RECORDED INFORMATION section start

//! The chain database: block ingestion, the application pipeline, the
//! reorg controller and the mempool surface.
//!
//! `push_block` is the single entry point for candidate blocks. It places
//! the block in the fork tree, and if the block's fork is heavier than the
//! head chain, switches to it: pop to the common ancestor, then extend with
//! the alternate history. Every block applies through a pending overlay and
//! commits atomically together with its undo entry, so a failure at any
//! point leaves committed state untouched and marks the offending subtree
//! invalid.

use meridian_primitives::constants::DATABASE_VERSION;
use meridian_primitives::{
    packed, ripemd160, slot_start_time, AccountId, AccountRecord, AssetAmount, AssetId, BlockId,
    BlockRecord, FeedIndex, FullBlock, Hash160, Hash256, Price, PublicKey, ShareAmount,
    SignedBlockHeader, SignedTransaction, SlotRecord, Timestamp, TransactionLocation,
    TransactionRecord,
};
use meridian_db::Table;
use std::collections::BTreeSet;
use std::path::Path;
use std::sync::Arc;
use std::time::{Duration, Instant};
use tracing::{debug, info, warn};

use crate::clock::{Clock, SystemClock};
use crate::config::ChainConfig;
use crate::delegate::{shuffle_delegates, slot_delegate_index};
use crate::error::{ChainError, ChainResult};
use crate::evaluation::{StandardEvaluator, TransactionEvalState, TransactionEvaluator};
use crate::fork::BlockForkData;
use crate::genesis::{initialize_genesis, GenesisSource, GenesisState};
use crate::market::{MarketEngine, NoopMarketEngine};
use crate::mempool::{FeeIndex, Mempool};
use crate::metrics::ChainMetrics;
use crate::shareable::{BlockSummary, ChainNotification};
use crate::state::{ChainProperty, ChainState, PendingState, PropertyValue};
use crate::store::ChainStore;

/// Limits applied when assembling a block template from the mempool.
#[derive(Debug, Clone)]
pub struct ProducerConfig {
    /// Maximum packed block size in bytes.
    pub block_max_size: usize,
    /// Maximum number of transactions per block.
    pub block_max_transaction_count: usize,
    /// Maximum packed size of a single included transaction.
    pub transaction_max_size: usize,
    /// Wall-clock limit on template assembly.
    pub block_max_production_time: Duration,
}

impl Default for ProducerConfig {
    fn default() -> Self {
        Self {
            block_max_size: 1 << 20,
            block_max_transaction_count: 2_000,
            transaction_max_size: 1 << 16,
            block_max_production_time: Duration::from_secs(3),
        }
    }
}

/// The fork-aware chain state engine.
///
/// Single-writer: all mutators take `&mut self`. Wrap in
/// [`crate::ShareableChainDatabase`] for concurrent readers and deferred
/// observer fan-out.
pub struct ChainDatabase {
    store: ChainStore,
    mempool: Mempool,
    evaluator: Arc<dyn TransactionEvaluator>,
    market_engine: Arc<dyn MarketEngine>,
    config: Arc<ChainConfig>,
    clock: Arc<dyn Clock>,
    notifications: Vec<ChainNotification>,
    metrics: ChainMetrics,
}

RECORDED INFORMATION section end

**WHAT YOU HAVE TO DO:**
Return the full listing, character for character.

**TASK ANSWER:**
//! The chain database: block ingestion, the application pipeline, the
//! reorg controller and the mempool surface.
//!
//! `push_block` is the single entry point for candidate blocks. It places
//! the block in the fork tree, and if the block's fork is heavier than the
//! head chain, switches to it: pop to the common ancestor, then extend with
//! the alternate history. Every block applies through a pending overlay and
//! commits atomically together with its undo entry, so a failure at any
//! point leaves committed state untouched and marks the offending subtree
//! invalid.

use meridian_primitives::constants::DATABASE_VERSION;
use meridian_primitives::{
    packed, ripemd160, slot_start_time, AccountId, AccountRecord, AssetAmount, AssetId, BlockId,
    BlockRecord, FeedIndex, FullBlock, Hash160, Hash256, Price, PublicKey, ShareAmount,
    SignedBlockHeader, SignedTransaction, SlotRecord, Timestamp, TransactionLocation,
    TransactionRecord,
};
use meridian_db::Table;
use std::collections::BTreeSet;
use std::path::Path;
use std::sync::Arc;
use std::time::{Duration, Instant};
use tracing::{debug, info, warn};

use crate::clock::{Clock, SystemClock};
use crate::config::ChainConfig;
use crate::delegate::{shuffle_delegates, slot_delegate_index};
use crate::error::{ChainError, ChainResult};
use crate::evaluation::{StandardEvaluator, TransactionEvalState, TransactionEvaluator};
use crate::fork::BlockForkData;
use crate::genesis::{initialize_genesis, GenesisSource, GenesisState};
use crate::market::{MarketEngine, NoopMarketEngine};
use crate::mempool::{FeeIndex, Mempool};
use crate::metrics::ChainMetrics;
use crate::shareable::{BlockSummary, ChainNotification};
use crate::state::{ChainProperty, ChainState, PendingState, PropertyValue};
use crate::store::ChainStore;

/// Limits applied when assembling a block template from the mempool.
#[derive(Debug, Clone)]
pub struct ProducerConfig {
    /// Maximum packed block size in bytes.
    pub block_max_size: usize,
    /// Maximum number of transactions per block.
    pub block_max_transaction_count: usize,
    /// Maximum packed size of a single included transaction.
    pub transaction_max_size: usize,
    /// Wall-clock limit on template assembly.
    pub block_max_production_time: Duration,
}

impl Default for ProducerConfig {
    fn default() -> Self {
        Self {
            block_max_size: 1 << 20,
            block_max_transaction_count: 2_000,
            transaction_max_size: 1 << 16,
            block_max_production_time: Duration::from_secs(3),
        }
    }
}

/// The fork-aware chain state engine.
///
/// Single-writer: all mutators take `&mut self`. Wrap in
/// [`crate::ShareableChainDatabase`] for concurrent readers and deferred
/// observer fan-out.
pub struct ChainDatabase {
    store: ChainStore,
    mempool: Mempool,
    evaluator: Arc<dyn TransactionEvaluator>,
    market_engine: Arc<dyn MarketEngine>,
    config: Arc<ChainConfig>,
    clock: Arc<dyn Clock>,
    notifications: Vec<ChainNotification>,
    metrics: ChainMetrics,
}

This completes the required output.